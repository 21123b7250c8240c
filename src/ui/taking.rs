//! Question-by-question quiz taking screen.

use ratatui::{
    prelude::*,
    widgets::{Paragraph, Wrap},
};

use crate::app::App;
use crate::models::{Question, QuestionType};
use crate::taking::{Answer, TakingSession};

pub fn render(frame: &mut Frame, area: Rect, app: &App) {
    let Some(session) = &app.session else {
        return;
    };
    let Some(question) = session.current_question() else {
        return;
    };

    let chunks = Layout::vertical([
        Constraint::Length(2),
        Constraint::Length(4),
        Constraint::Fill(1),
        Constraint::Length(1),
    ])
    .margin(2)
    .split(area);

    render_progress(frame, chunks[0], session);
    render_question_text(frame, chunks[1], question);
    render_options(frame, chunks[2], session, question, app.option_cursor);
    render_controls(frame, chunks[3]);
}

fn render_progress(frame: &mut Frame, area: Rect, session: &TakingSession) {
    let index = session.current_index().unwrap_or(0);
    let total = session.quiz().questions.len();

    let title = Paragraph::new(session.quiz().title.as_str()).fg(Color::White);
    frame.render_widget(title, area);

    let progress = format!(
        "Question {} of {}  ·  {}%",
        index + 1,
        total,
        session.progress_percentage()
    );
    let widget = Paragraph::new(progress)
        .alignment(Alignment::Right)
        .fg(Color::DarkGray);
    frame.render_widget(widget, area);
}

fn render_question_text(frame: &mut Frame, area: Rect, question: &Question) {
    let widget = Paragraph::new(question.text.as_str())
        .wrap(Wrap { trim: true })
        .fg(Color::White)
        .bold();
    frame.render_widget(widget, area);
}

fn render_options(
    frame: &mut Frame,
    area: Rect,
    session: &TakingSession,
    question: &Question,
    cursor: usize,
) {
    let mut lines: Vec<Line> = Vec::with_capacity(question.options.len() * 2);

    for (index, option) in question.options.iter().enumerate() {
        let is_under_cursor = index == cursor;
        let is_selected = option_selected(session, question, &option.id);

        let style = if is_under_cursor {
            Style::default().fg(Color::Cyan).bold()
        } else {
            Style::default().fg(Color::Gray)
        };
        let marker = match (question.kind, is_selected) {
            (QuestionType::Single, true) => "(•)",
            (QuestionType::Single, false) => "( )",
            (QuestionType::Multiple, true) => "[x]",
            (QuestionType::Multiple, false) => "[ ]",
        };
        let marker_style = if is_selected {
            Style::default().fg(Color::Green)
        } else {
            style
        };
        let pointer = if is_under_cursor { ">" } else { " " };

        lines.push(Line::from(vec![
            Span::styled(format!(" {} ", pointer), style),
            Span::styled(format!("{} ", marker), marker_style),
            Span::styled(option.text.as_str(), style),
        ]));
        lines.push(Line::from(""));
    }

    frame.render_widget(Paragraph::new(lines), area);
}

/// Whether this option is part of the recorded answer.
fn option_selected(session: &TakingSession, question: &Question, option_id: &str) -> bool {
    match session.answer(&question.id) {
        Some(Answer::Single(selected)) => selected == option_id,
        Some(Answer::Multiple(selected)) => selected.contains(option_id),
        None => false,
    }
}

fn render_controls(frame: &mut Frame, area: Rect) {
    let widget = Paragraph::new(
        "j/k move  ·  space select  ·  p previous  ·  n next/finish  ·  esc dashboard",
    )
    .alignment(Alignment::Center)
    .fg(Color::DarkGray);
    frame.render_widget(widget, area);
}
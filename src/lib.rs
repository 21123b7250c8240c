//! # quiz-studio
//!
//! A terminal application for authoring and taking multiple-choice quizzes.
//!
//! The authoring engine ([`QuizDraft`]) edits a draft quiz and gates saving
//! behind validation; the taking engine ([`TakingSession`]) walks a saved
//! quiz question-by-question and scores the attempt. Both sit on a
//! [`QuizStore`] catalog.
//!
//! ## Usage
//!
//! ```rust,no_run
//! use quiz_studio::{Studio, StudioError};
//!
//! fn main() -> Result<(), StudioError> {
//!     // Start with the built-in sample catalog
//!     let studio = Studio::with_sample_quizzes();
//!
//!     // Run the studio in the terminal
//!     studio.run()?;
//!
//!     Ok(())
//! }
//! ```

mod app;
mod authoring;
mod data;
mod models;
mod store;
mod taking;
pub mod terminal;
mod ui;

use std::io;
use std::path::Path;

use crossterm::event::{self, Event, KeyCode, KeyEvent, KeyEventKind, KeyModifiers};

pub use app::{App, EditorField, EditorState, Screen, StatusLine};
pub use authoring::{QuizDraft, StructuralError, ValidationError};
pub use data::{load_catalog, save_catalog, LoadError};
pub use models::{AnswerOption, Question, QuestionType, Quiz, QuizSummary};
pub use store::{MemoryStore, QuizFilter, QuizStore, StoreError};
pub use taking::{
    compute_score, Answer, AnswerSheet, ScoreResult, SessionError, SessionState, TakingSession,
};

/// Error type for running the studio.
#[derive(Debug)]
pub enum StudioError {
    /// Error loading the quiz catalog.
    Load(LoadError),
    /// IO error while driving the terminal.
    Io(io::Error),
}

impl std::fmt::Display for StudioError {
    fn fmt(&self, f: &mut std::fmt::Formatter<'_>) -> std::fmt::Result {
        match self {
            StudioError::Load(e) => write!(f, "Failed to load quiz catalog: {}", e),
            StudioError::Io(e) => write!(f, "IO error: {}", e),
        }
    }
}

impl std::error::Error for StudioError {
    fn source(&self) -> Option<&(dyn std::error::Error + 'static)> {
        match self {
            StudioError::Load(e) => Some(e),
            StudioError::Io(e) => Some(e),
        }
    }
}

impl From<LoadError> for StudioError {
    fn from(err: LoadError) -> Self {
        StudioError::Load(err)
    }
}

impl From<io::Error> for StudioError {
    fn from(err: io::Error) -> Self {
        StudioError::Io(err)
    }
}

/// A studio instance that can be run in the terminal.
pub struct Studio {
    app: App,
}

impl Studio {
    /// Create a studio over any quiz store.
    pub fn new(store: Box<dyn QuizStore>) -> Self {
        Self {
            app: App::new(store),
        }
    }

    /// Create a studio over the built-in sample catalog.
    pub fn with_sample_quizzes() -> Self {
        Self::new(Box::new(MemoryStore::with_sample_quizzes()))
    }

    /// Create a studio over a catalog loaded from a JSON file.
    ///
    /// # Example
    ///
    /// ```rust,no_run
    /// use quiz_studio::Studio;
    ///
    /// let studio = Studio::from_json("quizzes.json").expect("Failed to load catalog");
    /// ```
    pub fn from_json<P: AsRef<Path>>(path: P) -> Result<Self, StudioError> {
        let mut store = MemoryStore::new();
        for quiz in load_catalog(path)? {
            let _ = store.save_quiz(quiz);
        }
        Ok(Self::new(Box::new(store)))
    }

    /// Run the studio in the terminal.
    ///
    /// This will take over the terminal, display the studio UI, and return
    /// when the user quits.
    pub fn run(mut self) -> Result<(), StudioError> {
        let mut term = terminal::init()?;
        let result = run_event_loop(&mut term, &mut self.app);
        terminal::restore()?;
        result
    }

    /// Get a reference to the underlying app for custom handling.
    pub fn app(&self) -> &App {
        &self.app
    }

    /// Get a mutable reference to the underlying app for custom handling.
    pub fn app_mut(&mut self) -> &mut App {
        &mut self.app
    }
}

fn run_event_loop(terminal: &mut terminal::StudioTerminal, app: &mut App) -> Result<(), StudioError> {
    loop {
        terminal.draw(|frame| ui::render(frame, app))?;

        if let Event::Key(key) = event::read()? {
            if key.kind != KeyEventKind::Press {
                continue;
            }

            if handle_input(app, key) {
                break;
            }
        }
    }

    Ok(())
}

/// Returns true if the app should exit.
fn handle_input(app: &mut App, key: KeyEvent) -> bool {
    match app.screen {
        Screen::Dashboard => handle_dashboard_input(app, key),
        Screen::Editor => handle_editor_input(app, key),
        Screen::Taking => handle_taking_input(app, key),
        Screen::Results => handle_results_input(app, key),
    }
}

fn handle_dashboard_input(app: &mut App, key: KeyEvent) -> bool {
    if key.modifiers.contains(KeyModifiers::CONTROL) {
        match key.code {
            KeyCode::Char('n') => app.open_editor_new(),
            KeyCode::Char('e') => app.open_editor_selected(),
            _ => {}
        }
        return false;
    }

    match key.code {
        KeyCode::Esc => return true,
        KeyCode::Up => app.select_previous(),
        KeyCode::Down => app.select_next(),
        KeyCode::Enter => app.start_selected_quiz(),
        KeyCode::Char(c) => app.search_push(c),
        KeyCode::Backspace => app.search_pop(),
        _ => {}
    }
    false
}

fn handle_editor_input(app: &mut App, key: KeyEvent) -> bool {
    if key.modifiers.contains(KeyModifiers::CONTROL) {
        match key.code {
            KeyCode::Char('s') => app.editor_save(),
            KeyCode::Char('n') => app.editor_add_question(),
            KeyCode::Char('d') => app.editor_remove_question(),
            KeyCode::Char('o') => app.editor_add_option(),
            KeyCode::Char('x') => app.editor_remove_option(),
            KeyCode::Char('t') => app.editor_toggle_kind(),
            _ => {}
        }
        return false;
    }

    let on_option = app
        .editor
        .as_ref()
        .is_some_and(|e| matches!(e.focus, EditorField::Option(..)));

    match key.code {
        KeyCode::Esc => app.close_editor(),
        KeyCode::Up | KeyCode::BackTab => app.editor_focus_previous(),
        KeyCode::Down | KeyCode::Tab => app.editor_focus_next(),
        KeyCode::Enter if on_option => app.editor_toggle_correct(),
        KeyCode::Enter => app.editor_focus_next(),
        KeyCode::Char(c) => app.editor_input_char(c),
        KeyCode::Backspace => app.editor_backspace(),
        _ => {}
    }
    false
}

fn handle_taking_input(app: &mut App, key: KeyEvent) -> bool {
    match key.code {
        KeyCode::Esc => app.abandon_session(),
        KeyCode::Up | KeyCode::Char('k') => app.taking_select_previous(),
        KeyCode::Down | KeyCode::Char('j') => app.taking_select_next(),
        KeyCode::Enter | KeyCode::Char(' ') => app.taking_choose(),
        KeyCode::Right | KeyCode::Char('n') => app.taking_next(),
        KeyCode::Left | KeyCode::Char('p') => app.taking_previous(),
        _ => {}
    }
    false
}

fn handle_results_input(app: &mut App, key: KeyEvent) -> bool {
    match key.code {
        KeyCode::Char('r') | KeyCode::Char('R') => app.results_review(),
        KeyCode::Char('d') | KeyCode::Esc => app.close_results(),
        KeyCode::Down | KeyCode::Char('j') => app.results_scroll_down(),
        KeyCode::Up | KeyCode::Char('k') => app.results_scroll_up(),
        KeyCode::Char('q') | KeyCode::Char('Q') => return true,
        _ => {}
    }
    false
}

◇ ◇ ◇

The string "filename" appears in some lines of the material. Report how many, and nothing more.

▶ **TASK SOLUTION**: 2